Dear Smartphone Users,
We live in a world where cell phone carriers all across the board ask you to pay for at least three things; internet, text messaging & voice. They attempt to justify that these three aspects of what makes a smartphone, a smartphone, are so vastly unique that they warrant individual pricing schemes. I’m here to say, that’s hogwash!
What these guys are essentially doing are deceiving you into believing that the technologies required to send & receive your texts, download a song or app & talk to your neighbor are different. They’re not. It all boils down to one thing.. data.
Yes, data. That $15/$30/$50 "extra" you’re paying for is essentially the exact same resource that delivers your text messages & phone calls. It is all information being transmitted to & from one device. They know exactly how much you’re sending & receiving every minute of the day.

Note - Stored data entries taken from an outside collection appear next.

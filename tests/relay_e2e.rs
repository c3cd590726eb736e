//! End-to-end relay tests with real websocket clients.
//!
//! Each test binds its own relay on an ephemeral port.

use std::net::SocketAddr;
use std::time::Duration;

use futures::{SinkExt, StreamExt};
use tokio::net::TcpStream;
use tokio_tungstenite::{connect_async, tungstenite::Message, MaybeTlsStream, WebSocketStream};

use preview_relay::adapters::websocket::{ProducerClient, RelayServer};
use preview_relay::config::RelayConfig;
use preview_relay::domain::foundation::Percentage;
use preview_relay::domain::preview::{ScrollPosition, SnapshotEnvelope};

type Viewer = WebSocketStream<MaybeTlsStream<TcpStream>>;

const STYLE: &str = "https://cdn.example/markdown.css";
const QUIET: Duration = Duration::from_millis(200);

// =============================================================================
// Helpers
// =============================================================================

async fn start_relay() -> (RelayServer, SocketAddr) {
    let relay = RelayServer::new(RelayConfig::ephemeral());
    let addr = relay.start().await.expect("relay should bind");
    (relay, addr)
}

async fn connect_viewer(addr: SocketAddr) -> Viewer {
    let (viewer, _) = connect_async(format!("ws://{addr}/"))
        .await
        .expect("viewer should connect");
    viewer
}

async fn connect_producer(addr: SocketAddr) -> ProducerClient {
    let producer = ProducerClient::for_relay(addr);
    producer.connect().await.expect("producer should connect");
    producer
}

/// Waits until the relay reports `expected` open connections.
async fn wait_for_members(relay: &RelayServer, expected: usize) {
    for _ in 0..200 {
        if relay.connection_count().await == expected {
            return;
        }
        tokio::time::sleep(Duration::from_millis(10)).await;
    }
    panic!(
        "expected {} connections, relay has {}",
        expected,
        relay.connection_count().await
    );
}

/// Next text frame, skipping control frames.
async fn next_text(viewer: &mut Viewer) -> String {
    tokio::time::timeout(Duration::from_secs(5), async {
        loop {
            match viewer.next().await {
                Some(Ok(Message::Text(text))) => return text,
                Some(Ok(Message::Ping(_) | Message::Pong(_))) => continue,
                other => panic!("unexpected frame: {:?}", other),
            }
        }
    })
    .await
    .expect("timed out waiting for a text frame")
}

/// Asserts no text frame arrives within a short window.
async fn assert_quiet(viewer: &mut Viewer) {
    if let Ok(frame) = tokio::time::timeout(QUIET, viewer.next()).await {
        if let Some(Ok(Message::Text(text))) = frame {
            panic!("unexpected payload: {text}");
        }
    }
}

fn envelope(content: &str, position: i64) -> SnapshotEnvelope {
    SnapshotEnvelope::new(STYLE, ScrollPosition::from_raw(position), content)
}

// =============================================================================
// Scenario
// =============================================================================

#[tokio::test]
async fn producer_updates_fan_out_and_late_joiners_catch_up() {
    let (relay, addr) = start_relay().await;
    let producer = connect_producer(addr).await;

    let mut viewer_a = connect_viewer(addr).await;
    wait_for_members(&relay, 2).await;

    let x = envelope("<p>X</p>", 10);
    assert!(producer.send(&x).await);
    assert_eq!(next_text(&mut viewer_a).await, x.to_wire());

    // Late joiner receives the last update as its join snapshot.
    let mut viewer_b = connect_viewer(addr).await;
    assert_eq!(next_text(&mut viewer_b).await, x.to_wire());
    wait_for_members(&relay, 3).await;

    let y = envelope("<p>Y</p>", 20);
    assert!(producer.send(&y).await);
    assert_eq!(next_text(&mut viewer_a).await, y.to_wire());
    assert_eq!(next_text(&mut viewer_b).await, y.to_wire());

    viewer_a.close(None).await.unwrap();
    wait_for_members(&relay, 2).await;

    let z = envelope("<p>Z</p>", 30);
    assert!(producer.send(&z).await);
    assert_eq!(next_text(&mut viewer_b).await, z.to_wire());
    assert_quiet(&mut viewer_b).await;

    producer.close().await;
    relay.shutdown().await;
}

#[tokio::test]
async fn viewer_joining_before_any_update_receives_nothing() {
    let (relay, addr) = start_relay().await;

    let mut viewer = connect_viewer(addr).await;
    wait_for_members(&relay, 1).await;
    assert_quiet(&mut viewer).await;

    let producer = connect_producer(addr).await;
    wait_for_members(&relay, 2).await;
    let first = envelope("<h1>first</h1>", 0);
    producer.send(&first).await;
    assert_eq!(next_text(&mut viewer).await, first.to_wire());

    producer.close().await;
    relay.shutdown().await;
}

#[tokio::test]
async fn each_open_viewer_receives_exactly_one_copy() {
    let (relay, addr) = start_relay().await;
    let mut viewers = Vec::new();
    for _ in 0..5 {
        viewers.push(connect_viewer(addr).await);
    }

    // Any connection may publish; a raw client stands in for the producer.
    let mut sender = connect_viewer(addr).await;
    wait_for_members(&relay, 6).await;
    sender
        .send(Message::Text("<div>payload</div>".to_string()))
        .await
        .unwrap();

    for viewer in viewers.iter_mut() {
        assert_eq!(next_text(viewer).await, "<div>payload</div>");
    }
    // The sender is part of the broadcast set.
    assert_eq!(next_text(&mut sender).await, "<div>payload</div>");
    for viewer in viewers.iter_mut() {
        assert_quiet(viewer).await;
    }

    relay.shutdown().await;
}

#[tokio::test]
async fn out_of_range_positions_are_relayed_verbatim() {
    let (relay, addr) = start_relay().await;
    let producer = connect_producer(addr).await;
    let mut viewer = connect_viewer(addr).await;
    wait_for_members(&relay, 2).await;

    producer.send(&envelope("<p>top</p>", -25)).await;
    let received = SnapshotEnvelope::parse(&next_text(&mut viewer).await).unwrap();
    assert_eq!(received.position.raw(), -25);
    assert_eq!(received.scroll_target(), Percentage::ZERO);

    producer.send(&envelope("<p>bottom</p>", 140)).await;
    let received = SnapshotEnvelope::parse(&next_text(&mut viewer).await).unwrap();
    assert_eq!(received.position.raw(), 140);
    assert_eq!(received.scroll_target(), Percentage::HUNDRED);

    producer.close().await;
    relay.shutdown().await;
}

#[tokio::test]
async fn abrupt_disconnect_does_not_disturb_other_viewers() {
    let (relay, addr) = start_relay().await;
    let producer = connect_producer(addr).await;
    let mut survivor = connect_viewer(addr).await;
    let dropped = connect_viewer(addr).await;
    wait_for_members(&relay, 3).await;

    // No close frame: the transport just goes away.
    drop(dropped);

    let update = envelope("<p>still here</p>", 50);
    producer.send(&update).await;
    assert_eq!(next_text(&mut survivor).await, update.to_wire());
    wait_for_members(&relay, 2).await;

    producer.close().await;
    relay.shutdown().await;
}

#[tokio::test]
async fn plain_http_get_serves_viewer_page() {
    let (relay, addr) = start_relay().await;

    let mut stream = TcpStream::connect(addr).await.unwrap();
    tokio::io::AsyncWriteExt::write_all(
        &mut stream,
        b"GET / HTTP/1.1\r\nHost: localhost\r\nConnection: close\r\n\r\n",
    )
    .await
    .unwrap();
    let mut response = String::new();
    tokio::io::AsyncReadExt::read_to_string(&mut stream, &mut response)
        .await
        .unwrap();

    assert!(response.starts_with("HTTP/1.1 200"));
    assert!(response.contains("position-percentage"));

    relay.shutdown().await;
}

So why do you get charged for text messages & voice if it’s all just data? It all boils down to one thing.. greed! They want to milk every penny they can convince us we need to spend on their services.
Text messaging, for example, is the biggest culprit of their greed schemes because it requires the least amount of data consumption out of the three but you pay the most for it.
A standard text message is easily less than 500bytes in size. Let’s say you send 10,000 text messages a month; that is only equivalent to ~4megabytes of data. ONLY 4MB! Do you realize how small that is? Most MP3 songs are larger than 4MB. A standard HD movie is about 900MB’s. Your data plans usually give you, at minimum, 200MB’s. Oh and most people don’t send out nearly that many text messages a month, either.
It should be a crime for you to spend $20 a month on an unlimited messaging service that would cost you less than $1 a month if it were included in your overall data usage.
At the end of the day, all we are using is data & that is all we should pay for. A single price, based on the amount of data we consume. Their are a few ways these companies can do this.
One way, is by charging us a flat, per MB, rate. For every MB we use we are charged a nominal fee that accrues & appears on our monthly statements.
Another way is by setting a cap (like many carriers currently do) on the amount of data you can use and charging you overage fees when you surpass the limit.
A third alternative is creating speed based tiers, like some cable companies do. Wherein you give consumers numerous speed plan options to choose from & they choose based on their buying power how much they’re willing to spend for faster Internet speeds.
A fourth alternative (my favorite) is by offering high speed data limits that if surpassed won’t include overage fees but will merely slow down the speed of your connection. This is currently in practice by T-Mobile & makes the most sense to me from a consumer and provider P.O.V. As the provider you are allowing your consumers to experience your fastest connection whilst controlling those that "overuse" your data services, slowing their connection & reducing the amount of data they can consume, yet not penalizing them with an overage fee.
People are spending far too much on cell phone plans, especially those that opt to use smartphones. It’s unfair and ridiculous.
I was so tired of it, that I completely abandoned cell phone carriers for about 4 months & had my own makeshift way of communicating with peers. It included my iPod touch, a Google Voice account, a Skype phone number & a Clear wireless hotspot.
Basically, I used the Google Voice app on my iPod touch to send and receive free text messages and to make and receive free phone calls. But Google Voice needs a "real phone number" to forward its calls to, that’s where my Skype number came into play. For only $30 a year I can receive incoming calls to my Skype number & Google Voice can forward any calls it receives to Skype.
Then there’s my Clear wireless hotspot. Because my calls could only be made over a WiFi connection (and unless I wanted to only rely only on public WiFi networks I could connect to in stores, parks or at home) I needed a persistent WiFi hotspot. Starting at only $35 a month, I was able to use Clear’s 4G internet to surf the web & make and receive phone calls & text messages at relatively high speeds.
If you do the math, I was paying less than $40 a month for a makeshift 4G cell phone. But their were caveats. For one, the Skype app was unreliable, I didn’t always get every call made to me & if I did, I often wasn’t able to open the app fast enough before it went to voicemail. Also, 911 services aren’t supported, so if you’re in an emergency & you don’t know the nearest precincts phone # you’re fresh out of luck. Lastly, Clear’s 4G isn’t available in a lot of areas that other wireless carriers may cover, making for an uncomfortable situation when you’re in a neighborhood you don’t know your way around.
That being said, it shows that having an affordable smartphone that runs on merely a data plan is more than possible, it’s plausible. It only takes these carriers to lessen their greed, which is highly unlikely. Honestly, what it will really require are laws and regulations that I can’t begin to outline on my own.
I went back to T-Mobile, (after my four month exodus from AT&T and carriers all together) they seem to provide good enough pricing & coverage for my needs. They’re currently the only company that is close to my dream of a data only network with good coverage & affordable and reasonable pricing schemes.
This isn’t a T-Mobile ad, it’s a cry for change. The way we pay for cell phone services needs to improve. How much we pay needs to reduce. The options we have need to increase.